Here’s a quick refresher, from the National Review editorial calling for Boudin’s
ouster:
For those in need of an
introduction, Boudin is left-wing royalty. When he was 14 months old, his
parents were arrested and convicted of murder for their role in the Brink’s
armored-car robbery of 1981, which killed two cops and a Brink’s guard. They
were members of the left-wing Weather Underground. He was raised by fellow
Weather Underground members Bill Ayers and Bernardine Dohrn. Boudin temporarily
served as a translator in the Venezuela Presidential Palace under Hugo Chávez.
Bill Ayers and Bernardine Dohrn! And you thought you
would stop hearing about them after Obama left office. They are truly the radical
Left’s gift that keeps on giving. NR’s editorial continues:
In 2019, with the backing of George
Soros, he ran for district attorney on a platform of ending mass incarceration
and cash bail, as well as paralyzing police under the guise of aggressively
hunting for evidence of police misconduct. Upon taking office, he unveiled an
even more radical agenda of de-emphasizing the prosecution of drug cases and
property offenses. In the first year, he reduced San Francisco’s jail
population by 25 percent. . . .
Boudin’s record reflects his
deepest views. He sees the criminal-justice system and the police as the
problem in the lives of criminals, and he views the public’s impatience with
crime and its demands for justice and good public order as the cause of more
evil than good. He is not just bad at the job, but unfit for office. His recall
is a necessary precondition for improving life in San Francisco.
As
Jeff Blehar acidly observed, “Alas, poor Chesa Boudin. I hear they’re
hiring Brinks truck drivers, though.”
Politico summarized why this wasn’t just another
district-attorney recall:
The result is likely to reverberate
far beyond San Francisco.
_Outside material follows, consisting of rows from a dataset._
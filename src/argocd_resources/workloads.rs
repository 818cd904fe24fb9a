// Copyright (c) 2025 Erick Bourgeois, firestoned
// SPDX-License-Identifier: MIT

//! Deployments and the application controller stateful set.
//!
//! Volume sources spell out the fields the API server would otherwise default
//! (`defaultMode`, `optional`) so that live and desired pod templates compare equal.

use k8s_openapi::api::apps::v1::{Deployment, DeploymentSpec, StatefulSet, StatefulSetSpec};
use k8s_openapi::api::core::v1::{
    ConfigMapVolumeSource, Container, ContainerPort, EmptyDirVolumeSource, PodSpec,
    PodTemplateSpec, ResourceRequirements, SecretVolumeSource, Volume, VolumeMount,
};
use k8s_openapi::apimachinery::pkg::apis::meta::v1::{LabelSelector, ObjectMeta};

use super::identity::service_account_name;
use super::{build_labels, build_metadata, resource_name, selector_labels, service_fqdn};
use crate::constants::{
    ARGOCD_GPG_KEYS_CM_NAME, ARGOCD_KNOWN_HOSTS_CM_NAME, ARGOCD_REPO_SERVER_TLS_SECRET_NAME,
    ARGOCD_TLS_CERTS_CM_NAME, COMPONENT_APPLICATION_CONTROLLER, COMPONENT_DEX_SERVER,
    COMPONENT_REDIS, COMPONENT_REPO_SERVER, COMPONENT_SERVER, CONTROLLER_METRICS_PORT,
    DEX_GRPC_PORT, DEX_HTTP_PORT, REDIS_PORT, REPO_SERVER_METRICS_PORT, REPO_SERVER_PORT,
    SERVER_HTTP_PORT, SERVER_METRICS_PORT,
};
use crate::crd::ArgoCD;

const DEFAULT_VOLUME_MODE: i32 = 0o644;
const DEFAULT_OPERATION_PROCESSORS: i32 = 10;
const DEFAULT_STATUS_PROCESSORS: i32 = 20;

const VOLUME_SSH_KNOWN_HOSTS: &str = "ssh-known-hosts";
const VOLUME_TLS_CERTS: &str = "tls-certs";
const VOLUME_GPG_KEYS: &str = "gpg-keys";
const VOLUME_REPO_SERVER_TLS: &str = "argocd-repo-server-tls";
const VOLUME_STATIC_FILES: &str = "static-files";
const VOLUME_TMP: &str = "tmp";

fn config_map_volume(name: &str, config_map: &str) -> Volume {
    Volume {
        name: name.to_string(),
        config_map: Some(ConfigMapVolumeSource {
            name: config_map.to_string().into(),
            default_mode: Some(DEFAULT_VOLUME_MODE),
            ..Default::default()
        }),
        ..Default::default()
    }
}

fn secret_volume(name: &str, secret: &str) -> Volume {
    Volume {
        name: name.to_string(),
        secret: Some(SecretVolumeSource {
            secret_name: Some(secret.to_string()),
            default_mode: Some(DEFAULT_VOLUME_MODE),
            optional: Some(true),
            ..Default::default()
        }),
        ..Default::default()
    }
}

fn empty_dir_volume(name: &str) -> Volume {
    Volume {
        name: name.to_string(),
        empty_dir: Some(EmptyDirVolumeSource::default()),
        ..Default::default()
    }
}

fn mount(name: &str, path: &str) -> VolumeMount {
    VolumeMount {
        name: name.to_string(),
        mount_path: path.to_string(),
        ..Default::default()
    }
}

fn container_port(name: &str, port: i32) -> ContainerPort {
    ContainerPort {
        name: Some(name.to_string()),
        container_port: port,
        protocol: Some("TCP".to_string()),
        ..Default::default()
    }
}

fn strings(items: &[&str]) -> Vec<String> {
    items.iter().map(|s| (*s).to_string()).collect()
}

fn redis_address(instance: &ArgoCD) -> String {
    format!("{}:{REDIS_PORT}", service_fqdn(instance, COMPONENT_REDIS))
}

fn repo_server_address(instance: &ArgoCD) -> String {
    format!("{}:{REPO_SERVER_PORT}", service_fqdn(instance, COMPONENT_REPO_SERVER))
}

/// Pod template shared by every workload: labels, service account and node placement.
fn pod_template(
    instance: &ArgoCD,
    component: &str,
    service_account: Option<String>,
    containers: Vec<Container>,
    init_containers: Option<Vec<Container>>,
    volumes: Vec<Volume>,
) -> PodTemplateSpec {
    let placement = instance.spec.node_placement.clone().unwrap_or_default();
    PodTemplateSpec {
        metadata: Some(ObjectMeta {
            labels: Some(build_labels(instance, component)),
            ..Default::default()
        }),
        spec: Some(PodSpec {
            service_account_name: service_account,
            containers,
            init_containers,
            volumes: if volumes.is_empty() { None } else { Some(volumes) },
            node_selector: placement.node_selector,
            tolerations: placement.tolerations,
            ..Default::default()
        }),
    }
}

fn deployment(
    instance: &ArgoCD,
    component: &str,
    replicas: Option<i32>,
    template: PodTemplateSpec,
) -> Deployment {
    Deployment {
        metadata: build_metadata(instance, &resource_name(instance, component), component),
        spec: Some(DeploymentSpec {
            replicas,
            selector: LabelSelector {
                match_labels: Some(selector_labels(instance, component)),
                ..Default::default()
            },
            template,
            ..Default::default()
        }),
        ..Default::default()
    }
}

fn container(
    name: &str,
    image: String,
    command: Vec<String>,
    ports: Vec<ContainerPort>,
    resources: Option<ResourceRequirements>,
    mounts: Vec<VolumeMount>,
) -> Container {
    Container {
        name: name.to_string(),
        image: Some(image),
        command: Some(command),
        ports: Some(ports),
        resources,
        volume_mounts: if mounts.is_empty() { None } else { Some(mounts) },
        ..Default::default()
    }
}

/// `<name>-server`. Replicas are left to the autoscaler when it is enabled.
#[must_use]
pub fn build_server_deployment(instance: &ArgoCD) -> Deployment {
    let server = &instance.spec.server;
    let mut command = strings(&["argocd-server", "--staticassets", "/shared/app"]);
    command.extend([
        "--repo-server".to_string(),
        repo_server_address(instance),
        "--redis".to_string(),
        redis_address(instance),
    ]);
    if instance.spec.dex_enabled() {
        command.extend([
            "--dex-server".to_string(),
            format!("https://{}:{DEX_HTTP_PORT}", service_fqdn(instance, COMPONENT_DEX_SERVER)),
        ]);
    }
    if server.insecure {
        command.push("--insecure".to_string());
    }

    let template = pod_template(
        instance,
        COMPONENT_SERVER,
        Some(service_account_name(instance, COMPONENT_SERVER)),
        vec![container(
            "argocd-server",
            instance.spec.argocd_image(),
            command,
            vec![
                container_port("http", SERVER_HTTP_PORT),
                container_port("metrics", SERVER_METRICS_PORT),
            ],
            server.resources.clone(),
            vec![
                mount(VOLUME_SSH_KNOWN_HOSTS, "/app/config/ssh"),
                mount(VOLUME_TLS_CERTS, "/app/config/tls"),
                mount(VOLUME_REPO_SERVER_TLS, "/app/config/server/tls"),
            ],
        )],
        None,
        vec![
            config_map_volume(VOLUME_SSH_KNOWN_HOSTS, ARGOCD_KNOWN_HOSTS_CM_NAME),
            config_map_volume(VOLUME_TLS_CERTS, ARGOCD_TLS_CERTS_CM_NAME),
            secret_volume(VOLUME_REPO_SERVER_TLS, ARGOCD_REPO_SERVER_TLS_SECRET_NAME),
        ],
    );

    let replicas = if server.autoscale.enabled {
        None
    } else {
        Some(server.replicas.unwrap_or(1))
    };
    deployment(instance, COMPONENT_SERVER, replicas, template)
}

/// `<name>-repo-server`
#[must_use]
pub fn build_repo_server_deployment(instance: &ArgoCD) -> Deployment {
    let repo = &instance.spec.repo;
    let mut command = strings(&["uid_entrypoint.sh", "argocd-repo-server"]);
    command.extend(["--redis".to_string(), redis_address(instance)]);

    let template = pod_template(
        instance,
        COMPONENT_REPO_SERVER,
        None,
        vec![container(
            "argocd-repo-server",
            instance.spec.argocd_image(),
            command,
            vec![
                container_port("server", REPO_SERVER_PORT),
                container_port("metrics", REPO_SERVER_METRICS_PORT),
            ],
            repo.resources.clone(),
            vec![
                mount(VOLUME_SSH_KNOWN_HOSTS, "/app/config/ssh"),
                mount(VOLUME_TLS_CERTS, "/app/config/tls"),
                mount(VOLUME_GPG_KEYS, "/app/config/gpg/source"),
                mount(VOLUME_REPO_SERVER_TLS, "/app/config/reposerver/tls"),
                mount(VOLUME_TMP, "/tmp"),
            ],
        )],
        None,
        vec![
            config_map_volume(VOLUME_SSH_KNOWN_HOSTS, ARGOCD_KNOWN_HOSTS_CM_NAME),
            config_map_volume(VOLUME_TLS_CERTS, ARGOCD_TLS_CERTS_CM_NAME),
            config_map_volume(VOLUME_GPG_KEYS, ARGOCD_GPG_KEYS_CM_NAME),
            secret_volume(VOLUME_REPO_SERVER_TLS, ARGOCD_REPO_SERVER_TLS_SECRET_NAME),
            empty_dir_volume(VOLUME_TMP),
        ],
    );
    deployment(
        instance,
        COMPONENT_REPO_SERVER,
        Some(repo.replicas.unwrap_or(1)),
        template,
    )
}

/// `<name>-redis`
#[must_use]
pub fn build_redis_deployment(instance: &ArgoCD) -> Deployment {
    let redis = &instance.spec.redis;
    let mut redis_container = container(
        "redis",
        redis.image_ref(),
        strings(&["redis-server"]),
        vec![container_port("redis", REDIS_PORT)],
        redis.resources.clone(),
        Vec::new(),
    );
    redis_container.args = Some(strings(&["--save", "", "--appendonly", "no"]));

    let template = pod_template(
        instance,
        COMPONENT_REDIS,
        Some(service_account_name(instance, COMPONENT_REDIS)),
        vec![redis_container],
        None,
        Vec::new(),
    );
    deployment(instance, COMPONENT_REDIS, Some(1), template)
}

/// `<name>-dex-server`. An init container copies the Argo CD binary that wraps dex.
#[must_use]
pub fn build_dex_deployment(instance: &ArgoCD) -> Deployment {
    let dex = instance.spec.dex();
    let copy_util = Container {
        name: "copyutil".to_string(),
        image: Some(instance.spec.argocd_image()),
        command: Some(strings(&["cp", "-n", "/usr/local/bin/argocd", "/shared/argocd-dex"])),
        volume_mounts: Some(vec![mount(VOLUME_STATIC_FILES, "/shared")]),
        ..Default::default()
    };
    let template = pod_template(
        instance,
        COMPONENT_DEX_SERVER,
        Some(service_account_name(instance, COMPONENT_DEX_SERVER)),
        vec![container(
            "dex",
            dex.image_ref(),
            strings(&["/shared/argocd-dex", "rundex"]),
            vec![
                container_port("http", DEX_HTTP_PORT),
                container_port("grpc", DEX_GRPC_PORT),
            ],
            dex.resources.clone(),
            vec![mount(VOLUME_STATIC_FILES, "/shared")],
        )],
        Some(vec![copy_util]),
        vec![empty_dir_volume(VOLUME_STATIC_FILES)],
    );
    deployment(instance, COMPONENT_DEX_SERVER, Some(1), template)
}

/// `<name>-application-controller`
#[must_use]
pub fn build_application_controller(instance: &ArgoCD) -> StatefulSet {
    let controller = &instance.spec.controller;
    let mut command = strings(&["argocd-application-controller"]);
    command.extend([
        "--operation-processors".to_string(),
        controller
            .processors
            .operation
            .unwrap_or(DEFAULT_OPERATION_PROCESSORS)
            .to_string(),
        "--status-processors".to_string(),
        controller
            .processors
            .status
            .unwrap_or(DEFAULT_STATUS_PROCESSORS)
            .to_string(),
        "--repo-server".to_string(),
        repo_server_address(instance),
        "--redis".to_string(),
        redis_address(instance),
    ]);

    let template = pod_template(
        instance,
        COMPONENT_APPLICATION_CONTROLLER,
        Some(service_account_name(instance, COMPONENT_APPLICATION_CONTROLLER)),
        vec![container(
            "argocd-application-controller",
            instance.spec.argocd_image(),
            command,
            vec![container_port("metrics", CONTROLLER_METRICS_PORT)],
            controller.resources.clone(),
            vec![mount(VOLUME_REPO_SERVER_TLS, "/app/config/controller/tls")],
        )],
        None,
        vec![secret_volume(VOLUME_REPO_SERVER_TLS, ARGOCD_REPO_SERVER_TLS_SECRET_NAME)],
    );

    let name = resource_name(instance, COMPONENT_APPLICATION_CONTROLLER);
    StatefulSet {
        metadata: build_metadata(instance, &name, COMPONENT_APPLICATION_CONTROLLER),
        spec: Some(StatefulSetSpec {
            replicas: Some(1),
            service_name: name.into(),
            selector: LabelSelector {
                match_labels: Some(selector_labels(instance, COMPONENT_APPLICATION_CONTROLLER)),
                ..Default::default()
            },
            template,
            ..Default::default()
        }),
        ..Default::default()
    }
}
Opponents of criminal justice reform and Republicans
seeking to depict Democrats as weak on public safety will likely cite Boudin’s
rejection in a deeply liberal city as evidence that voters are balking at
efforts to ease sentencing and reduce incarceration.
Progressive district attorneys took a fundamentally
anti-policing stance on crime in America’s biggest cities, and even the most
sympathetic populations of voters are concluding that it is failing them. At
least on this issue, sweeping change is coming to America, even to its most
progressive corners. I guess you could say that you don’t have to be a
weatherman to know which way the wind — eh, you get the idea.
A little further down the coast, billionaire developer
and relatively right-of-center voice Rick Caruso did not win the Los
Angeles mayor’s race outright, but he got the most votes. As of this writing —
with a frustratingly low 34 percent of precincts reporting — Caruso won 42
percent of the votes counted, while Representative Karen Bass, his
Democratic-establishment-backed opponent, has won just under 37 percent.
Some political analysts on the West Coast foresee a
simple Bass victory from here — she’ll emphasize that she’s the true Democrat
in the race, paint Caruso as a not-so-secret Republican, and coast to victory
on the strength of the city’s traditional liberalism. But I’m not so sure that
the traditional Democratic playbook will be as effective in an anti-status-quo
political environment, where long-simmering frustration is about ready to boil
over. Caruso’s not a lock in November, but he’s got the advantage of the
largest base of support right now, momentum, near-unlimited financial
resources, and a very simple, resonant message: change vs. more of the same.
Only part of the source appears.